For people with Ménière’s disease, a condition that causes recurring vertigo along with hearing changes and ear fullness, dietary adjustments are considered a first-line treatment. Keeping daily sodium intake below 2,300 mg reduces fluid buildup in the inner ear. Cutting back on caffeine and alcohol is also recommended, as both can worsen inner ear pressure and trigger episodes.

Over-the-Counter Medication

Meclizine is the most widely available over-the-counter option for dizziness. It’s an antihistamine that blocks the signals reaching your brain that cause nausea and the spinning sensation. For vertigo, the typical dose ranges from 25 to 100 mg per day, split into smaller doses throughout the day. For motion sickness, 25 to 50 mg taken an hour before travel is standard.

The main downside is drowsiness.
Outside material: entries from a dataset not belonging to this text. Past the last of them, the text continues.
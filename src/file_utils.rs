use anyhow::{Result, Context, anyhow};
use log::warn;
use std::path::{Path, PathBuf};
use walkdir::WalkDir;

// @module: Directory listing and artifact files

/// Extension of the per-image text artifacts
pub const ARTIFACT_EXTENSION: &str = "txt";

/// Suffix of an artifact that is still being written
const STAGING_SUFFIX: &str = ".part";

// @struct: File system helpers shared by both phases
pub struct FileManager;

impl FileManager {
    // @checks: Directory existence
    pub fn dir_exists<P: AsRef<Path>>(dir: P) -> bool {
        dir.as_ref().is_dir()
    }

    // @creates: Directory and its parents when missing
    pub fn ensure_dir<P: AsRef<Path>>(dir: P) -> Result<()> {
        let dir = dir.as_ref();
        if !dir.is_dir() {
            std::fs::create_dir_all(dir)
                .with_context(|| format!("Failed to create directory: {:?}", dir))?;
        }
        Ok(())
    }

    // @generates: `<artifact_dir>/<image stem>.txt`
    pub fn artifact_path<P1: AsRef<Path>, P2: AsRef<Path>>(image: P1, artifact_dir: P2) -> PathBuf {
        let stem = image.as_ref().file_stem().unwrap_or_default();
        let mut name = stem.to_os_string();
        name.push(".");
        name.push(ARTIFACT_EXTENSION);
        artifact_dir.as_ref().join(name)
    }

    /// List the files directly inside `dir` whose extension is one of
    /// `extensions` (case-insensitive), sorted lexicographically by filename.
    ///
    /// Fails if the directory itself cannot be listed. Entries that cannot be
    /// read (dangling symlinks, permission errors) are skipped with a warning.
    pub fn find_files<P: AsRef<Path>>(dir: P, extensions: &[String]) -> Result<Vec<PathBuf>> {
        let dir = dir.as_ref();
        if !dir.is_dir() {
            return Err(anyhow!("Not a directory: {:?}", dir));
        }

        let mut matches = Vec::new();
        for entry in WalkDir::new(dir).min_depth(1).max_depth(1).follow_links(true) {
            let entry = match entry {
                Ok(entry) => entry,
                Err(e) if e.depth() == 0 => {
                    return Err(e).with_context(|| format!("Failed to list directory {:?}", dir));
                }
                Err(e) => {
                    warn!("Skipping unreadable entry in {:?}: {}", dir, e);
                    continue;
                }
            };
            if !entry.file_type().is_file() {
                continue;
            }

            let allowed = entry.path().extension().is_some_and(|ext| {
                let ext = ext.to_string_lossy();
                extensions
                    .iter()
                    .any(|wanted| wanted.trim_start_matches('.').eq_ignore_ascii_case(&ext))
            });
            if allowed {
                matches.push(entry.into_path());
            }
        }

        matches.sort_by(|a, b| a.file_name().cmp(&b.file_name()));
        Ok(matches)
    }

    /// Path an artifact is staged at before it is renamed into place
    pub fn staging_path<P: AsRef<Path>>(artifact: P) -> PathBuf {
        let artifact = artifact.as_ref();
        let mut name = artifact.file_name().unwrap_or_default().to_os_string();
        name.push(STAGING_SUFFIX);
        artifact.with_file_name(name)
    }

    /// Write `content` to `artifact` through a staging file, so a reader never
    /// sees a half-written artifact.
    pub async fn write_atomically<P: AsRef<Path>>(artifact: P, content: &[u8]) -> std::io::Result<()> {
        let artifact = artifact.as_ref();
        let staging = Self::staging_path(artifact);

        tokio::fs::write(&staging, content).await?;
        if let Err(e) = tokio::fs::rename(&staging, artifact).await {
            let _ = tokio::fs::remove_file(&staging).await;
            return Err(e);
        }
        Ok(())
    }
}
Meclizine can also cause dry mouth and headache. It’s useful as a short-term tool to get through acute episodes, but relying on it long-term can actually slow your brain’s natural ability to compensate for inner ear problems. If you’re doing vestibular exercises, using meclizine too frequently may work against your progress.

Warning Signs That Need Immediate Attention

Most dizziness is uncomfortable but not dangerous. However, dizziness combined with certain neurological symptoms can signal a stroke or other serious problem. The combination to watch for is dizziness plus any of the following: facial or limb weakness on one side, slurred speech, double vision, visual field loss, or numbness on one side of the body. Dizziness with a sudden severe headache should also raise concern, as it can indicate a torn artery in the neck.

One counterintuitive finding: if you’re actively dizzy but your eyes aren’t making the rapid involuntary movements (nystagmus) that typically accompany inner ear problems, that’s actually more worrisome than if they are. It suggests the dizziness may be coming from the brain rather than the ear. Similarly, if you can’t walk safely on your own during a dizzy spell, that correlates strongly with stroke rather than a benign inner ear cause.

Vertical eye movements that jump up and down, or eye movements that change direction when you look to different sides, always point to a brain-level problem rather than an inner ear issue. If any of these signs are present alongside your dizziness, emergency evaluation is warranted.